In a statement issued at the time of last summer's filing, Michael Cardozo, head of the New York City legal department, described the city's participation as response to global warming concerns and "part of the Bloomberg Administration's commitment to maintaining a clean and sustainable city."

Speaking after last month's court victory, Judith Enck of the Attorney General's Office sees things in even more dramatic terms. Like O'Donnell, she sees ironic payback for a Republican party that, during its own time as a minority power, sought to transfer federal authority on issues such as environmental regulation back to the states.

"When [conservatives] were designing the new federalism, they weren't banking on an aggressive attorneys general," Enck says. "The federal government can assert its power over much more territory and more jurisdictions, but an aggressive, focused attorney general can accomplish more than a lumbering federal bureaucracy."

TRACKING CITY CARBON MONOXIDE DETECTOR USAGE

While New York officials focus on carbon dioxide, Boris Riabov, a sophomore at the Bronx High School of Science, has been keeping tabs on its more dangerous cousin: carbon monoxide.

Based on data from a recently collected school assignment, Riabov estimates that nearly a third of Manhattan residents have yet to install -- or have their landlords install -- carbon monoxide detectors.

Riabov, 16, created the survey for a class called Science Instrumentation and Problem Solving (SIPS).
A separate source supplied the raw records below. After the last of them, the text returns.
//! Batch orchestration: one workbook per split value.

use std::collections::{BTreeMap, BTreeSet};
use std::path::{Path, PathBuf};

use polars::prelude::DataFrame;
use xlbatch_io_fs::{SpecProtectOptions, archive_tree, protect_tree};
use xlbatch_io_xlsx::{
    XlsxWriter, derive_default_xlsx_formats, derive_default_xlsx_write_options, protect_workbook,
};

use crate::conf::C_PREFIX_SHEET_NAME;
use crate::folders::create_output_folders;
use crate::manifest::{SpecPasswordManifest, SpecPasswordRecord};
use crate::naming::{
    create_file_id, create_file_name, create_manifest_name, derive_project_name, format_date,
    sanitize_split_value,
};
use crate::password::create_password;
use crate::spec::{
    BatchError, ReportBatch, SpecBatchContext, SpecBatchOptions, SpecOutputFolders,
};
use crate::template::SplitTemplate;

/// Generate one workbook per distinct split value.
///
/// Each workbook holds one sheet per template (`Sheet1`, `Sheet2`, ...),
/// restricted to the rows of its split value when `split_by_value` is set.
/// Depending on the options the workbooks are then structure-locked,
/// encrypted into the protected folder with a CSV password manifest written
/// to `dir_out`, and both folders are zipped.
///
/// Returns `Ok(None)` without touching the filesystem when neither
/// `split_by` nor `split_by_range` is given. Argument and feasibility errors
/// are raised before anything is created. Later failures abort the batch and
/// leave already written workbooks in place.
pub fn create_xl_file_multiple_templates(
    project_name: &str,
    templates: &[&dyn SplitTemplate],
    options: &SpecBatchOptions,
    context: &SpecBatchContext,
) -> Result<Option<ReportBatch>, BatchError> {
    if options.split_by.is_none() && options.split_by_range.is_none() {
        log::debug!("No split column or split values given; nothing to do.");
        return Ok(None);
    }
    let Some(split_by_range) = options.split_by_range.as_ref() else {
        return Err(BatchError::SplitRangeNotList("None".to_string()));
    };
    let set_split_values: BTreeSet<String> = split_by_range.iter().cloned().collect();

    let split_by = options.split_by.as_deref();
    let column_filter = match (options.split_by_value, split_by) {
        (true, None) => return Err(BatchError::MissingSplitColumn),
        (true, Some(column)) => Some(column),
        (false, _) => None,
    };
    let project = derive_project_name(project_name)?;

    if let Some(column) = column_filter {
        for template in templates {
            log::info!("Checking: {}", template.main_sheet_name());
            template.check_split_by_range(column, &set_split_values)?;
        }
    }

    let date = format_date(context.today);
    let spec_folders =
        create_output_folders(&context.dir_out, &project, &date, options.protect_files)?;

    let mut report = ReportBatch {
        project: project.clone(),
        date: date.clone(),
        ..ReportBatch::default()
    };
    let mut manifest = SpecPasswordManifest::new(options.split_by.clone());
    let workbook_password = options
        .workbook_password
        .as_deref()
        .filter(|pw| !pw.is_empty());

    let n_total = set_split_values.len();
    for (n_idx, split_value) in set_split_values.iter().enumerate() {
        let n_index = n_idx + 1;
        let file_id = create_file_id(&project, options.batch, n_index);
        let file_name = create_file_name(&file_id, &sanitize_split_value(split_value), &date);
        let path_file = spec_folders.path_plain.join(&file_name);

        let l_warnings = write_workbook(
            &path_file,
            templates,
            column_filter.map(|column| (column, split_value.as_str())),
            options.sheet_password.as_deref(),
        )?;
        report.warnings.extend(l_warnings);

        if let Some(password) = workbook_password {
            protect_workbook(&path_file, password).map_err(|message| BatchError::Xlsx {
                path: path_file.clone(),
                message,
            })?;
        }

        if options.protect_files {
            manifest.push(SpecPasswordRecord {
                file_id,
                file_name,
                split_value: split_value.clone(),
                password: create_password(&project, split_value, options.random_password),
            });
        }
        report.files.push(path_file);
        log::info!("[{n_index}/{n_total}] {split_value}");
    }

    if options.protect_files {
        protect_outputs(&mut report, &manifest, &spec_folders, context)?;
    }

    if options.in_zip {
        archive_outputs(&mut report, &spec_folders)?;
    }

    log::info!("{report}");
    Ok(Some(report))
}

/// Write one workbook with a sheet per template and close it.
fn write_workbook(
    path_file: &Path,
    templates: &[&dyn SplitTemplate],
    filter: Option<(&str, &str)>,
    sheet_password: Option<&str>,
) -> Result<Vec<String>, BatchError> {
    let err_xlsx = |message: String| BatchError::Xlsx {
        path: path_file.to_path_buf(),
        message,
    };

    let mut writer = XlsxWriter::new(
        path_file.to_path_buf(),
        derive_default_xlsx_formats(),
        derive_default_xlsx_write_options(),
    );
    for (n_idx, template) in templates.iter().enumerate() {
        let df_rows: DataFrame = match filter {
            Some((column, value)) => template.select_rows(column, value)?,
            None => template.data().clone(),
        };
        let mut options_sheet = template.sheet_write_options();
        options_sheet.sheet_password = sheet_password
            .filter(|pw| !pw.is_empty())
            .map(str::to_string);

        let sheet_name = format!("{C_PREFIX_SHEET_NAME}{}", n_idx + 1);
        writer
            .write_sheet_from_dataframe(&df_rows, &sheet_name, &options_sheet)
            .map_err(err_xlsx)?;
    }
    writer.close().map_err(err_xlsx)?;
    log::debug!("Wrote {}", path_file.display());
    Ok(writer.report().warnings)
}

/// Write the manifest and move the workbooks into the protected folder encrypted.
fn protect_outputs(
    report: &mut ReportBatch,
    manifest: &SpecPasswordManifest,
    spec_folders: &SpecOutputFolders,
    context: &SpecBatchContext,
) -> Result<(), BatchError> {
    let path_manifest = context
        .dir_out
        .join(create_manifest_name(&report.project, &report.date));
    manifest.write_csv(&path_manifest)?;
    let dict_passwords = load_password_map(&path_manifest, manifest.records.len())?;

    let report_protect = protect_tree(
        &spec_folders.path_plain,
        &spec_folders.path_protected,
        &dict_passwords,
        &SpecProtectOptions::default(),
    )?;
    log::info!("Password manifest {}:\n{manifest}", path_manifest.display());

    report.files = report
        .files
        .iter()
        .map(|path_file| relocate(path_file, &spec_folders.path_protected))
        .collect();
    report.warnings.extend(report_protect.warnings.iter().cloned());
    report.path_manifest = Some(path_manifest);
    report.report_protect = Some(report_protect);
    Ok(())
}

/// File name -> password as read back from the saved manifest CSV.
fn load_password_map(
    path_manifest: &Path,
    n_records_expected: usize,
) -> Result<BTreeMap<String, String>, BatchError> {
    let manifest_saved = SpecPasswordManifest::read_csv(path_manifest)?;
    if manifest_saved.records.len() != n_records_expected {
        return Err(BatchError::Manifest {
            path: path_manifest.to_path_buf(),
            message: format!(
                "Expected {n_records_expected} records, read {}.",
                manifest_saved.records.len()
            ),
        });
    }
    Ok(manifest_saved.to_password_map())
}

/// Zip each existing output folder; the archive replaces the folder.
fn archive_outputs(
    report: &mut ReportBatch,
    spec_folders: &SpecOutputFolders,
) -> Result<(), BatchError> {
    for path_dir in [&spec_folders.path_plain, &spec_folders.path_protected] {
        if !path_dir.is_dir() {
            let warning = format!("Nothing to archive at {}.", path_dir.display());
            log::warn!("{warning}");
            report.warnings.push(warning);
            continue;
        }
        report.archives.push(archive_tree(path_dir)?);
    }
    Ok(())
}

fn relocate(path_file: &Path, path_dir: &Path) -> PathBuf {
    match path_file.file_name() {
        Some(name) => path_dir.join(name),
        None => path_file.to_path_buf(),
    }
}
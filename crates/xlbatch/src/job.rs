//! JSON job files describing one batch run.

use std::fs;
use std::path::{Path, PathBuf};

use serde::Deserialize;
use serde_json::Value;

use crate::batch::create_xl_file_multiple_templates;
use crate::spec::{BatchError, ReportBatch, SpecBatchContext, SpecBatchOptions};
use crate::template::{FrameTemplate, SplitTemplate};

/// One template entry: a polars IPC file and its main sheet label.
#[derive(Debug, Clone, Deserialize)]
#[serde(deny_unknown_fields)]
pub struct SpecJobTemplate {
    /// Relative paths resolve against the job file's directory.
    pub path: PathBuf,
    #[serde(default)]
    pub main_sheet: Option<String>,
}

/// Job file as written by the user.
#[derive(Debug, Clone, Deserialize)]
#[serde(deny_unknown_fields)]
pub struct SpecJobFile {
    pub project_name: String,
    pub templates: Vec<SpecJobTemplate>,
    #[serde(default)]
    pub split_by_value: bool,
    #[serde(default)]
    pub split_by: Option<String>,
    /// Kept untyped so non-list values surface as `SplitRangeNotList`.
    #[serde(default)]
    pub split_by_range: Option<Value>,
    #[serde(default = "derive_default_batch")]
    pub batch: u32,
    #[serde(default)]
    pub sheet_password: Option<String>,
    #[serde(default)]
    pub workbook_password: Option<String>,
    #[serde(default)]
    pub protect_files: bool,
    #[serde(default)]
    pub random_password: bool,
    #[serde(default)]
    pub in_zip: bool,
    #[serde(default)]
    pub dir_out: Option<PathBuf>,
}

fn derive_default_batch() -> u32 {
    1
}

/// Validated job ready to run.
#[derive(Debug, Clone)]
pub struct SpecJob {
    pub project_name: String,
    pub templates: Vec<SpecJobTemplate>,
    pub options: SpecBatchOptions,
    pub dir_out: PathBuf,
}

impl SpecJob {
    /// Read and validate a job file.
    pub fn load(path_file: &Path) -> Result<Self, BatchError> {
        let c_text = fs::read_to_string(path_file).map_err(|e| BatchError::Io {
            path: path_file.to_path_buf(),
            source: e,
        })?;
        let path_dir_base = path_file
            .parent()
            .map(Path::to_path_buf)
            .unwrap_or_default();
        Self::from_json_str(&c_text, &path_dir_base).map_err(|err| match err {
            BatchError::Job { message, .. } => BatchError::Job {
                path: path_file.to_path_buf(),
                message,
            },
            other => other,
        })
    }

    /// Parse job JSON; relative paths resolve against `path_dir_base`.
    pub fn from_json_str(c_text: &str, path_dir_base: &Path) -> Result<Self, BatchError> {
        let job: SpecJobFile = serde_json::from_str(c_text).map_err(|e| BatchError::Job {
            path: PathBuf::new(),
            message: e.to_string(),
        })?;

        let split_by_range = parse_split_by_range(job.split_by_range.as_ref())?;
        let templates = job
            .templates
            .into_iter()
            .map(|template| SpecJobTemplate {
                path: resolve_path(&template.path, path_dir_base),
                main_sheet: template.main_sheet,
            })
            .collect();
        let dir_out = job
            .dir_out
            .map(|path| resolve_path(&path, path_dir_base))
            .unwrap_or_else(|| path_dir_base.to_path_buf());

        Ok(Self {
            project_name: job.project_name,
            templates,
            options: SpecBatchOptions {
                split_by_value: job.split_by_value,
                split_by: job.split_by,
                split_by_range,
                batch: job.batch,
                sheet_password: job.sheet_password,
                workbook_password: job.workbook_password,
                protect_files: job.protect_files,
                random_password: job.random_password,
                in_zip: job.in_zip,
            },
            dir_out,
        })
    }

    /// Load the template files, in job order.
    pub fn load_templates(&self) -> Result<Vec<FrameTemplate>, BatchError> {
        self.templates
            .iter()
            .map(|template| {
                let main_sheet = template.main_sheet.clone().unwrap_or_else(|| {
                    template
                        .path
                        .file_stem()
                        .map(|stem| stem.to_string_lossy().into_owned())
                        .unwrap_or_default()
                });
                FrameTemplate::from_ipc_file(&template.path, main_sheet).map_err(BatchError::from)
            })
            .collect()
    }

    /// Load templates and run the batch. `dir_out` overrides the job's output root.
    pub fn run(
        &self,
        today: chrono::NaiveDate,
        dir_out: Option<&Path>,
    ) -> Result<Option<ReportBatch>, BatchError> {
        let l_templates = self.load_templates()?;
        let l_template_refs = l_templates
            .iter()
            .map(|template| template as &dyn SplitTemplate)
            .collect::<Vec<_>>();
        let context = SpecBatchContext::new(dir_out.unwrap_or(self.dir_out.as_path()), today);
        create_xl_file_multiple_templates(
            &self.project_name,
            &l_template_refs,
            &self.options,
            &context,
        )
    }
}

/// `null`/absent -> `None`; an array of strings -> values; anything else fails.
pub fn parse_split_by_range(value: Option<&Value>) -> Result<Option<Vec<String>>, BatchError> {
    match value {
        None | Some(Value::Null) => Ok(None),
        Some(Value::Array(l_items)) => l_items
            .iter()
            .map(|item| match item {
                Value::String(text) => Ok(text.clone()),
                other => Err(BatchError::SplitRangeNotList(format!(
                    "array containing {other}"
                ))),
            })
            .collect::<Result<Vec<_>, _>>()
            .map(Some),
        Some(other) => Err(BatchError::SplitRangeNotList(other.to_string())),
    }
}

fn resolve_path(path: &Path, path_dir_base: &Path) -> PathBuf {
    if path.is_absolute() {
        return path.to_path_buf();
    }
    path_dir_base.join(path)
}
As noted in a December 2003 column, carbon monoxide detector sales have historically been tragedy-driven. People read grisly stories such as the October, 2004 suffocation deaths of an Albanian family in its Staten Island home due to a blocked exhaust vent, and go out and buy detectors. A city law enacted last November seeks to break that pattern, however, mandating the purchase and installation for all rented units.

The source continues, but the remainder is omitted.